To effectively treat pain, especially chronic pain, we must take a biopsychosocial approach, regardless of a patient’s age. Prospective research shows adults are more likely to develop chronic low back pain if they experience low back pain as a child. Risk factors for initial bouts of chronic low back pain include poor sleep, anxiety, depression, low life satisfaction, and low self-esteem. To effectively help patients, we need to address the causes, not chase symptoms. This means examining and potentially involving family and other social elements. The questions this recent scoping review (PMID: 36587243) sought to answer were whether including psychosocial components of care improved outcomes for adolescents with back pain and whether families were involved in the treatment process.
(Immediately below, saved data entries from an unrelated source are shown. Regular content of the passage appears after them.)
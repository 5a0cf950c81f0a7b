use crate::ast::TokenKind;
use regex::Regex;
use std::fmt;
use std::sync::LazyLock;

static INTERNAL_PATTERN: LazyLock<Regex> = LazyLock::new(|| Regex::new(r"^_[^_].*$").unwrap());

/// How a function call relates to the registry.
///
/// Decided once when the call node is created: names with exactly one
/// leading underscore (`_foo`, but not `__foo`) are library-internal and
/// bypass both the existence and the arity checks.
#[derive(Debug, Clone, Copy, PartialEq, Eq)]
pub enum CallTag {
    /// Normal call, validated against the registry
    Checked,
    /// Library-internal call, exempt from validation
    Internal,
}

impl CallTag {
    pub fn for_name(name: &str) -> CallTag {
        if INTERNAL_PATTERN.is_match(name) {
            CallTag::Internal
        } else {
            CallTag::Checked
        }
    }
}

/// Typed payload carried by a parse tree node.
#[derive(Debug, Clone, PartialEq)]
pub enum Construct {
    Null,
    Boolean(bool),
    Int(i64),
    Double(f64),
    String(String),
    /// Array literal marker. Not produced by the tree builder; reserved
    /// for the evaluation stage.
    Array,
    /// Function call; the node's children are its arguments.
    Function { name: String, tag: CallTag },
    /// Operator leaf. The original token kind is kept so the evaluator
    /// can dispatch without re-lexing the text.
    Symbol { text: String, kind: TokenKind },
    /// A `start..finish` range, standalone or as array-index sugar.
    Slice { start: i64, finish: i64 },
    /// Label half of a `key: value` pair; wraps the classified key.
    Label(Box<Construct>),
    /// Command-line variable `$name`, or the final `$` when `is_final`.
    Variable { name: String, is_final: bool },
    /// Instance variable `@name`.
    IVariable(String),
}

impl Construct {
    pub fn is_function(&self) -> bool {
        matches!(self, Construct::Function { .. })
    }
}

impl fmt::Display for Construct {
    fn fmt(&self, f: &mut fmt::Formatter<'_>) -> fmt::Result {
        match self {
            Construct::Null => write!(f, "null"),
            Construct::Boolean(b) => write!(f, "{}", b),
            Construct::Int(n) => write!(f, "{}", n),
            Construct::Double(n) => write!(f, "{}", n),
            Construct::String(s) => write!(f, "'{}'", s),
            Construct::Array => write!(f, "array"),
            Construct::Function { name, .. } => write!(f, "{}", name),
            Construct::Symbol { text, .. } => write!(f, "{}", text),
            Construct::Slice { start, finish } => write!(f, "{}..{}", start, finish),
            Construct::Label(inner) => write!(f, "{}:", inner),
            Construct::Variable { name, .. } => write!(f, "{}", name),
            Construct::IVariable(name) => write!(f, "{}", name),
        }
    }
}

/// Classify raw literal text into a typed construct.
///
/// `null`, `true`, and `false` are keywords; text that plausibly starts a
/// number is parsed as `i64` first and `f64` second; everything else is a
/// bare string. Signed prefixes produced by unary absorption classify
/// here (`"-2"` becomes `Int(-2)`).
pub fn resolve_construct(text: &str) -> Construct {
    match text {
        "null" => return Construct::Null,
        "true" => return Construct::Boolean(true),
        "false" => return Construct::Boolean(false),
        _ => {}
    }
    // Words like "inf" and "NaN" must stay strings, so only attempt a
    // numeric parse when the first character can start a number.
    if text
        .chars()
        .next()
        .is_some_and(|c| c.is_ascii_digit() || c == '-' || c == '+' || c == '.')
    {
        if let Ok(n) = text.parse::<i64>() {
            return Construct::Int(n);
        }
        if let Ok(n) = text.parse::<f64>() {
            return Construct::Double(n);
        }
    }
    Construct::String(text.to_string())
}
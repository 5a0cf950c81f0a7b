pub mod ast;
pub mod compiler;
pub mod error;
pub mod functions;
pub mod lexer;
pub mod output;
pub mod preprocessor;

#[cfg(feature = "cli")]
pub mod cli;

pub use ast::{
    CallTag, Construct, NodeId, ParseTree, Target, Token, TokenKind, resolve_construct,
};
pub use compiler::{CompiledScript, compile, compile_fragment, compile_source};
pub use error::CompileError;
pub use functions::{Arity, FunctionMap, FunctionRegistry};
pub use lexer::lex;
pub use output::{to_json, to_text};
pub use preprocessor::{Script, preprocess};
//! CLI support for mscript
//!
//! Provides programmatic access to mscript CLI functionality for
//! embedding in other tools.

mod check;

pub use check::{AstFormat, AstOptions, CheckOptions, CheckResult, execute_ast, execute_check};

use std::io;

/// Errors that can occur during CLI operations
#[derive(Debug)]
pub enum CliError {
    /// Compile error
    Compile(crate::CompileError),
    /// IO error
    Io(io::Error),
    /// No input provided
    NoInput,
}

impl std::fmt::Display for CliError {
    fn fmt(&self, f: &mut std::fmt::Formatter<'_>) -> std::fmt::Result {
        match self {
            CliError::Compile(e) => write!(f, "Compile error: {}", e),
            CliError::Io(e) => write!(f, "IO error: {}", e),
            CliError::NoInput => {
                write!(f, "No input provided. Pass a file/fragment or pipe source to stdin.")
            }
        }
    }
}

impl std::error::Error for CliError {
    fn source(&self) -> Option<&(dyn std::error::Error + 'static)> {
        match self {
            CliError::Compile(e) => Some(e),
            CliError::Io(e) => Some(e),
            CliError::NoInput => None,
        }
    }
}

impl From<crate::CompileError> for CliError {
    fn from(e: crate::CompileError) -> Self {
        CliError::Compile(e)
    }
}

impl From<io::Error> for CliError {
    fn from(e: io::Error) -> Self {
        CliError::Io(e)
    }
}
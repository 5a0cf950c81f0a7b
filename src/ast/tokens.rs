use std::fmt;
use std::sync::Arc;

/// Source position attached to every token and compile error.
///
/// `source` is an identifier for the compilation unit (usually a file
/// name), shared rather than copied because every token carries a target.
#[derive(Debug, Clone, PartialEq, Eq)]
pub struct Target {
    pub line: usize,
    pub column: usize,
    pub source: Option<Arc<str>>,
}

impl Target {
    pub fn new(line: usize, column: usize, source: Option<Arc<str>>) -> Self {
        Target {
            line,
            column,
            source,
        }
    }

    /// Sentinel target for synthetic tokens and nodes.
    pub fn unknown() -> Self {
        Target {
            line: 0,
            column: 0,
            source: None,
        }
    }
}

impl fmt::Display for Target {
    fn fmt(&self, f: &mut fmt::Formatter<'_>) -> fmt::Result {
        match &self.source {
            Some(s) => write!(f, "{}:{}.{}", s, self.line, self.column),
            None => write!(f, "{}.{}", self.line, self.column),
        }
    }
}

/// Token kinds produced by the lexer.
///
/// `Unknown` is the pre-classification kind for bare words; the post-lex
/// normalization pass replaces every `Unknown` with one of `Command`,
/// `Separator`, `Variable`, `IVariable`, `FinalVar`, or `Lit`.
#[derive(Debug, Clone, Copy, PartialEq, Eq)]
pub enum TokenKind {
    /// Unclassified bare word (only before normalization)
    Unknown,
    /// Plain literal: number, boolean, null, or bare string
    Lit,
    /// Single-quoted string, escapes already resolved
    String,
    /// Command word beginning with `/`
    Command,
    /// Command-line variable `$name`
    Variable,
    /// Instance variable `@name`
    IVariable,
    /// The final-variable marker, a bare `$`
    FinalVar,
    /// Function name, always immediately before `FuncStart`
    FuncName,
    /// `(`
    FuncStart,
    /// `)`
    FuncEnd,
    /// `[`
    LSquareBracket,
    /// `]`
    RSquareBracket,
    /// `=` inside an option variable (`[$var=default]`)
    OptVarAssign,
    /// `=` separating an alias trigger from its body
    AliasEnd,
    /// `,`
    Comma,
    /// `..`
    Slice,
    /// `.`, `->`, or `::`
    Deref,
    /// `:` between a label and its value
    LabelSep,
    /// `\n`
    Newline,
    /// Standalone `\`, the explicit line-continuation marker
    Separator,
    /// `>>>`
    MultilineStart,
    /// `<<<`
    MultilineEnd,

    // Operators. No precedence is assigned at this layer; they pass
    // through the tree builder as plain symbol leaves.
    Plus,
    Minus,
    Mult,
    Div,
    Modulo,
    Increment,
    Decrement,
    Gt,
    Lt,
    Gte,
    Lte,
    Equals,
    NotEquals,
    StrictEquals,
    StrictNotEquals,
    LogicalAnd,
    LogicalOr,
    LogicalNot,
    BitAnd,
    BitOr,
    BitXor,
}

impl TokenKind {
    /// True for every operator kind.
    pub fn is_symbol(self) -> bool {
        use TokenKind::*;
        matches!(
            self,
            Plus | Minus
                | Mult
                | Div
                | Modulo
                | Increment
                | Decrement
                | Gt
                | Lt
                | Gte
                | Lte
                | Equals
                | NotEquals
                | StrictEquals
                | StrictNotEquals
                | LogicalAnd
                | LogicalOr
                | LogicalNot
                | BitAnd
                | BitOr
                | BitXor
        )
    }

    /// Operators that can act as a unary prefix. `Plus` and `Minus`
    /// qualify because of signed literals; everything else in
    /// `is_symbol` is binary-only.
    pub fn is_unary(self) -> bool {
        use TokenKind::*;
        matches!(self, Increment | Decrement | LogicalNot | Plus | Minus)
    }

    pub fn is_plus_minus(self) -> bool {
        matches!(self, TokenKind::Plus | TokenKind::Minus)
    }

    /// Value-like kinds. Used to tell a subtraction (`a - 1`) apart from
    /// a signed literal (`= -1`) during unary sign absorption.
    pub fn is_identifier(self) -> bool {
        use TokenKind::*;
        matches!(
            self,
            Unknown | Lit | String | Command | Variable | IVariable | FinalVar
        )
    }
}

/// One lexed token: kind, raw text, and source position.
#[derive(Debug, Clone, PartialEq)]
pub struct Token {
    pub kind: TokenKind,
    pub value: String,
    pub target: Target,
}

impl Token {
    pub fn new(kind: TokenKind, value: impl Into<String>, target: Target) -> Self {
        Token {
            kind,
            value: value.into(),
            target,
        }
    }

    pub fn val(&self) -> &str {
        &self.value
    }
}
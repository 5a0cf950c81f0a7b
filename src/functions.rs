//! Function registry consulted by the tree builder.
//!
//! The builder only needs two facts about a function: whether the name
//! exists and which argument counts it accepts. Anything else (actual
//! behavior, return types) belongs to the evaluation stage and is out of
//! scope here.

use std::collections::HashMap;

/// One accepted argument count for a function.
#[derive(Debug, Clone, Copy, PartialEq, Eq)]
pub enum Arity {
    Exact(usize),
    /// Accepts any number of arguments.
    Unbounded,
}

impl Arity {
    pub fn accepts(self, argc: usize) -> bool {
        match self {
            Arity::Exact(n) => n == argc,
            Arity::Unbounded => true,
        }
    }
}

/// What the tree builder asks of the surrounding library.
///
/// Registries must be immutable for the duration of a compile; the
/// builder checks existence when it sees a call and arity when the call
/// closes, and both checks must agree.
pub trait FunctionRegistry: Sync {
    fn exists(&self, name: &str) -> bool;

    /// Accepted argument counts for `name`; empty when unknown.
    fn accepted_arities(&self, name: &str) -> Vec<Arity>;
}

/// A plain name-to-arity table.
#[derive(Debug, Clone, Default)]
pub struct FunctionMap {
    entries: HashMap<String, Vec<Arity>>,
}

impl FunctionMap {
    pub fn new() -> Self {
        FunctionMap::default()
    }

    /// Register `name` with its accepted arities, replacing any previous
    /// registration.
    pub fn define(&mut self, name: impl Into<String>, arities: Vec<Arity>) -> &mut Self {
        self.entries.insert(name.into(), arities);
        self
    }

    /// The baseline table every embedding needs.
    ///
    /// `p` is the identity wrapper the lexer and builder synthesize, and
    /// `__autoconcat__` is the adjacency wrapper, so both must always
    /// resolve. The rest is a small convenience set; embeddings with a
    /// real library should build their own map.
    pub fn standard() -> Self {
        let mut map = FunctionMap::new();
        map.define("p", vec![Arity::Unbounded])
            .define("__autoconcat__", vec![Arity::Unbounded])
            .define("array_get", vec![Arity::Exact(2)])
            .define("array_set", vec![Arity::Exact(3)])
            .define("array", vec![Arity::Unbounded])
            .define("concat", vec![Arity::Unbounded])
            .define("msg", vec![Arity::Unbounded])
            .define("die", vec![Arity::Exact(0), Arity::Exact(1)])
            .define("if", vec![Arity::Exact(2), Arity::Exact(3)])
            .define("equals", vec![Arity::Exact(2)])
            .define("add", vec![Arity::Exact(2)])
            .define("subtract", vec![Arity::Exact(2)])
            .define("data_values", vec![Arity::Exact(1)])
            .define("player", vec![Arity::Exact(0)]);
        map
    }
}

impl FunctionRegistry for FunctionMap {
    fn exists(&self, name: &str) -> bool {
        self.entries.contains_key(name)
    }

    fn accepted_arities(&self, name: &str) -> Vec<Arity> {
        self.entries.get(name).cloned().unwrap_or_default()
    }
}

#[cfg(test)]
mod tests {
    use super::*;

    #[test]
    fn standard_map_resolves_synthetic_wrappers() {
        let map = FunctionMap::standard();
        assert!(map.exists("p"));
        assert!(map.exists("__autoconcat__"));
        assert!(!map.exists("no_such_function"));
    }

    #[test]
    fn arity_matching() {
        let map = FunctionMap::standard();
        let arities = map.accepted_arities("if");
        assert!(arities.iter().any(|a| a.accepts(2)));
        assert!(arities.iter().any(|a| a.accepts(3)));
        assert!(!arities.iter().any(|a| a.accepts(4)));
    }
}
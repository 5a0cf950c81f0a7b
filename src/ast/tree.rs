use crate::ast::{Construct, Target};

/// Index of a node in a [`ParseTree`] arena.
#[derive(Debug, Clone, Copy, PartialEq, Eq, Hash)]
pub struct NodeId(pub(crate) usize);

#[derive(Debug, Clone, PartialEq)]
pub(crate) struct Node {
    pub(crate) construct: Construct,
    pub(crate) target: Target,
    pub(crate) children: Vec<NodeId>,
}

/// A rooted parse tree stored as an arena of nodes addressed by index.
///
/// Ownership is strictly top-down: every node except the root is the
/// child of exactly one parent, and no node is shared or cyclic. The
/// builder restructures the tree through the crate-internal mutators;
/// once a compile call returns, the tree is read-only.
#[derive(Debug, Clone, PartialEq)]
pub struct ParseTree {
    nodes: Vec<Node>,
    root: NodeId,
}

impl ParseTree {
    pub(crate) fn new(root: Construct, target: Target) -> Self {
        ParseTree {
            nodes: vec![Node {
                construct: root,
                target,
                children: Vec::new(),
            }],
            root: NodeId(0),
        }
    }

    pub fn root(&self) -> NodeId {
        self.root
    }

    pub fn construct(&self, id: NodeId) -> &Construct {
        &self.nodes[id.0].construct
    }

    pub fn target(&self, id: NodeId) -> &Target {
        &self.nodes[id.0].target
    }

    pub fn children(&self, id: NodeId) -> &[NodeId] {
        &self.nodes[id.0].children
    }

    pub fn child_count(&self, id: NodeId) -> usize {
        self.nodes[id.0].children.len()
    }

    /// Child of `id` at position `index`.
    pub fn child_at(&self, id: NodeId, index: usize) -> NodeId {
        self.nodes[id.0].children[index]
    }

    pub fn node_count(&self) -> usize {
        self.nodes.len()
    }

    /// Allocate a node without attaching it to a parent.
    pub(crate) fn alloc(&mut self, construct: Construct, target: Target) -> NodeId {
        self.nodes.push(Node {
            construct,
            target,
            children: Vec::new(),
        });
        NodeId(self.nodes.len() - 1)
    }

    /// Allocate a node and append it to `parent`'s children.
    pub(crate) fn add_child(
        &mut self,
        parent: NodeId,
        construct: Construct,
        target: Target,
    ) -> NodeId {
        let id = self.alloc(construct, target);
        self.nodes[parent.0].children.push(id);
        id
    }

    pub(crate) fn attach(&mut self, parent: NodeId, child: NodeId) {
        self.nodes[parent.0].children.push(child);
    }

    /// Detach and return the children of `parent` from `from` onward.
    pub(crate) fn split_children(&mut self, parent: NodeId, from: usize) -> Vec<NodeId> {
        self.nodes[parent.0].children.split_off(from)
    }

    pub(crate) fn set_children(&mut self, parent: NodeId, children: Vec<NodeId>) {
        self.nodes[parent.0].children = children;
    }
}
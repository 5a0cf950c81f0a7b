//! Token-stream preprocessing between the lexer and the tree builder.
//!
//! Four passes, in order: collapse newline runs, resolve `>>> ... <<<`
//! multiline regions, remove separator/newline continuations, and split
//! the stream into alias definitions. Each pass consumes the previous
//! pass's output, so later passes never see the syntax earlier passes
//! erase.

use crate::ast::{Target, Token, TokenKind};
use crate::error::CompileError;

/// One alias definition: the command pattern to the left of the first
/// `=` and the code to the right of it.
#[derive(Debug, Clone)]
pub struct Script {
    pub trigger: Vec<Token>,
    pub body: Vec<Token>,
}

/// Split a lexed compilation unit into per-alias token lists.
pub fn preprocess(tokens: Vec<Token>) -> Result<Vec<Script>, CompileError> {
    let collapsed = collapse_newlines(tokens);
    let resolved = resolve_multilines(collapsed)?;
    let joined = remove_continuations(resolved);
    Ok(split_aliases(joined))
}

/// Runs of newline tokens carry no meaning; keep only the first of each
/// run and drop a leading newline entirely.
fn collapse_newlines(tokens: Vec<Token>) -> Vec<Token> {
    let mut out: Vec<Token> = Vec::with_capacity(tokens.len());
    for token in tokens {
        if token.kind == TokenKind::Newline
            && out.last().map(|t| t.kind) == Some(TokenKind::Newline)
        {
            continue;
        }
        out.push(token);
    }
    if out.first().map(|t| t.kind) == Some(TokenKind::Newline) {
        out.remove(0);
    }
    out
}

/// Erase `>>>`/`<<<` markers and every newline between them. A region
/// may only open immediately after an alias `=`; everywhere else both
/// markers are errors.
fn resolve_multilines(tokens: Vec<Token>) -> Result<Vec<Token>, CompileError> {
    let mut out = Vec::with_capacity(tokens.len());
    let mut inside = false;
    let mut last_target = Target::unknown();
    let mut it = tokens.into_iter().peekable();
    while let Some(token) = it.next() {
        last_target = token.target.clone();
        if token.kind == TokenKind::AliasEnd
            && it.peek().map(|t| t.kind) == Some(TokenKind::MultilineStart)
        {
            it.next();
            inside = true;
            out.push(token);
            continue;
        }
        match token.kind {
            TokenKind::MultilineEnd => {
                if !inside {
                    return Err(CompileError::new(
                        "Found multiline end symbol, and no multiline start found",
                        token.target,
                    ));
                }
                inside = false;
            }
            TokenKind::MultilineStart => {
                if inside {
                    return Err(CompileError::new(
                        "Did not expect a multiline start symbol here, are you missing a multiline end symbol above this line?",
                        token.target,
                    ));
                }
                return Err(CompileError::new(
                    "Multiline symbol must follow the alias_end token",
                    token.target,
                ));
            }
            TokenKind::Newline if inside => {}
            _ => out.push(token),
        }
    }
    if inside {
        return Err(CompileError::new(
            "Expecting a multiline end symbol, but your last multiline alias appears to be missing one.",
            last_target,
        ));
    }
    Ok(out)
}

/// A separator followed directly by a newline continues the alias on
/// the next line; both tokens disappear.
fn remove_continuations(tokens: Vec<Token>) -> Vec<Token> {
    let mut out = Vec::with_capacity(tokens.len());
    let mut it = tokens.into_iter().peekable();
    while let Some(token) = it.next() {
        if token.kind == TokenKind::Separator
            && it.peek().map(|t| t.kind) == Some(TokenKind::Newline)
        {
            it.next();
            continue;
        }
        out.push(token);
    }
    out
}

/// Cut the stream into (trigger, body) records. The first `=` of a
/// record switches sides, a newline closes it, and the delimiters
/// themselves are dropped. Trailing tokens with no closing newline are
/// discarded, which the lexer's guaranteed trailing newline prevents
/// from happening for whole-file input.
fn split_aliases(tokens: Vec<Token>) -> Vec<Script> {
    let mut scripts = Vec::new();
    let mut trigger: Vec<Token> = Vec::new();
    let mut body: Vec<Token> = Vec::new();
    let mut in_trigger = true;
    for token in tokens {
        if in_trigger {
            if token.kind == TokenKind::AliasEnd {
                in_trigger = false;
            } else {
                trigger.push(token);
            }
        } else if token.kind == TokenKind::Newline {
            in_trigger = true;
            scripts.push(Script {
                trigger: std::mem::take(&mut trigger),
                body: std::mem::take(&mut body),
            });
        } else {
            body.push(token);
        }
    }
    scripts
}

#[cfg(test)]
mod tests {
    use super::*;
    use crate::lexer::lex;

    fn scripts(source: &str) -> Vec<Script> {
        preprocess(lex(source, None).unwrap()).unwrap()
    }

    #[test]
    fn single_alias_splits_at_first_alias_end() {
        let s = scripts("/cmd = msg('hi')\n");
        assert_eq!(s.len(), 1);
        assert_eq!(s[0].trigger[0].val(), "/cmd");
        assert_eq!(s[0].body[0].val(), "msg");
    }

    #[test]
    fn multiline_region_joins_lines() {
        let s = scripts("/cmd = >>>\nmsg('a')\nmsg('b')\n<<<\n");
        assert_eq!(s.len(), 1);
        let newlines = s[0]
            .body
            .iter()
            .filter(|t| t.kind == TokenKind::Newline)
            .count();
        assert_eq!(newlines, 0);
    }

    #[test]
    fn multiline_start_must_follow_alias_end() {
        let err = preprocess(lex("/cmd = msg(1) >>>\n<<<\n", None).unwrap()).unwrap_err();
        assert_eq!(err.message, "Multiline symbol must follow the alias_end token");
    }

    #[test]
    fn unterminated_multiline_region() {
        let err = preprocess(lex("/cmd = >>>\nmsg(1)\n", None).unwrap()).unwrap_err();
        assert!(err.message.starts_with("Expecting a multiline end symbol"));
    }
}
The review was limited to randomized trials assessing the treatment of adolescents aged 12 to 17 years old with persistent or recurrent low back pain. Recurrent could be as little as two episodes and they did not define the duration to be classified as persistent. Most research uses 3- or 6-month marks. Only 8 studies met the inclusion criteria. Unfortunately, the trials did not provide great detail regarding the interventions, limiting the ability to draw conclusions about the importance of psychosocial considerations. One of the biggest limitations of randomized trials can’t be addressed as it would change the nature of the design – the need for standardization. No two people are the same, thus, no psychosocial assessment and intervention should ever be identical. It is hard/impossible to test tailored psychosocial interventions in a standardized manner and conclude the exact methodology to use with future patients.

What we can conclude from this review is that updated research is lacking regarding adolescents. The trials focused on a biomechanical approach to pain and families were not involved aside from providing consent. We likely would use the same educational strategies for a 12-year-old as a 52-year-old, but that doesn’t mean psychosocial contributions to pain should be ignored.